• _WHAT YOU SHOULD DO_
In the entries below, find the line with "let temp = TempDir::new().unwrap();" and the line with "pub fn stored_files(&self, slot: &str)". Return those two lines and all lines between them, exactly.

• _MATERIAL TO PROCESS_

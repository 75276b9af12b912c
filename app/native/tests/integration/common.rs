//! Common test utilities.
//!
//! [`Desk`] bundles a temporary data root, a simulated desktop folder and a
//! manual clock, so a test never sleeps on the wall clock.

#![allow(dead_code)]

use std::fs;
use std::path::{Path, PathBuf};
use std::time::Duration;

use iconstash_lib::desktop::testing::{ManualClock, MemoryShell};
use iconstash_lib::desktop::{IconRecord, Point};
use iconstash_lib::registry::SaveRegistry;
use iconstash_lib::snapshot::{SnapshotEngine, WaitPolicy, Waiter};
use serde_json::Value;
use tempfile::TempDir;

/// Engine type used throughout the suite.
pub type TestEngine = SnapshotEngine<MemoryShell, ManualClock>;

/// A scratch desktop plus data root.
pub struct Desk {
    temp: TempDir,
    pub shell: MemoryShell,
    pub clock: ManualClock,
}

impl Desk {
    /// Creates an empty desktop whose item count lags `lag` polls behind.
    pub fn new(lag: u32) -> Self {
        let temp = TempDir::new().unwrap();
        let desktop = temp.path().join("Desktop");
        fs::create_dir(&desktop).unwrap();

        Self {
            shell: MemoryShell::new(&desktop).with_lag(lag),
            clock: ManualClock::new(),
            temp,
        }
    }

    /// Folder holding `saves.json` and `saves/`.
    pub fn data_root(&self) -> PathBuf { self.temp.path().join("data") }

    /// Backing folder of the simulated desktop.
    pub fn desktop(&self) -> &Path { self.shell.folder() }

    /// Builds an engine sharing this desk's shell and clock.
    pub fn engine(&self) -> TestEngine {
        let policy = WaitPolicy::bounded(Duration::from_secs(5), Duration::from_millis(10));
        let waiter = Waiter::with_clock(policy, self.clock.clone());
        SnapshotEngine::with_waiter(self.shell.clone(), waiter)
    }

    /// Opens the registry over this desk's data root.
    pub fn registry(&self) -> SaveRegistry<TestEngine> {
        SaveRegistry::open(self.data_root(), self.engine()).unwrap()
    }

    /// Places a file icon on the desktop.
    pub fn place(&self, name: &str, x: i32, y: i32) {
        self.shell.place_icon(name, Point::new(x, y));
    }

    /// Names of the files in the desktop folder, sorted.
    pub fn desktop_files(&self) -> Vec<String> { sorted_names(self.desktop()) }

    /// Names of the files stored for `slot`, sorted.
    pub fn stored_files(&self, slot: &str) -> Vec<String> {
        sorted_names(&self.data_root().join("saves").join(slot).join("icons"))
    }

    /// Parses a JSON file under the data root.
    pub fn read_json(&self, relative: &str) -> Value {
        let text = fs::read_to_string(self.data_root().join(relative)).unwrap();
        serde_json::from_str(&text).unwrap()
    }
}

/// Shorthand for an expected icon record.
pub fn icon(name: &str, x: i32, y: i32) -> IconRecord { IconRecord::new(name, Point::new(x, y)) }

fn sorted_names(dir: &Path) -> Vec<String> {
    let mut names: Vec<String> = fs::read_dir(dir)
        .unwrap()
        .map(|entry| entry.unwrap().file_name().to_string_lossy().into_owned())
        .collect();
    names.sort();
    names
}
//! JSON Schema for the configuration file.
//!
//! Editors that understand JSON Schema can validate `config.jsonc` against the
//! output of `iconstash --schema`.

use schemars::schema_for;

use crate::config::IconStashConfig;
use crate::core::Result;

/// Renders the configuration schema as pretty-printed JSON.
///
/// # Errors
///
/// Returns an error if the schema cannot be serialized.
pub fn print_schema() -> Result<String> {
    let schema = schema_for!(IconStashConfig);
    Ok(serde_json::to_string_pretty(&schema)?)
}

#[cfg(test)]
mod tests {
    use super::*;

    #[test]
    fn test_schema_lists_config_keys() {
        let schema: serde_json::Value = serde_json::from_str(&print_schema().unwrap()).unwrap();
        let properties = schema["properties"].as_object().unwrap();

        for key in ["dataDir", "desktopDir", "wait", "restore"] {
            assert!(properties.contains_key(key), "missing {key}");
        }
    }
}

• _SOLUTION TO THIS EXERCISE_
        let temp = TempDir::new().unwrap();
        let desktop = temp.path().join("Desktop");
        fs::create_dir(&desktop).unwrap();

        Self {
            shell: MemoryShell::new(&desktop).with_lag(lag),
            clock: ManualClock::new(),
            temp,
        }
    }

    /// Folder holding `saves.json` and `saves/`.
    pub fn data_root(&self) -> PathBuf { self.temp.path().join("data") }

    /// Backing folder of the simulated desktop.
    pub fn desktop(&self) -> &Path { self.shell.folder() }

    /// Builds an engine sharing this desk's shell and clock.
    pub fn engine(&self) -> TestEngine {
        let policy = WaitPolicy::bounded(Duration::from_secs(5), Duration::from_millis(10));
        let waiter = Waiter::with_clock(policy, self.clock.clone());
        SnapshotEngine::with_waiter(self.shell.clone(), waiter)
    }

    /// Opens the registry over this desk's data root.
    pub fn registry(&self) -> SaveRegistry<TestEngine> {
        SaveRegistry::open(self.data_root(), self.engine()).unwrap()
    }

    /// Places a file icon on the desktop.
    pub fn place(&self, name: &str, x: i32, y: i32) {
        self.shell.place_icon(name, Point::new(x, y));
    }

    /// Names of the files in the desktop folder, sorted.
    pub fn desktop_files(&self) -> Vec<String> { sorted_names(self.desktop()) }

    /// Names of the files stored for `slot`, sorted.
    pub fn stored_files(&self, slot: &str) -> Vec<String> {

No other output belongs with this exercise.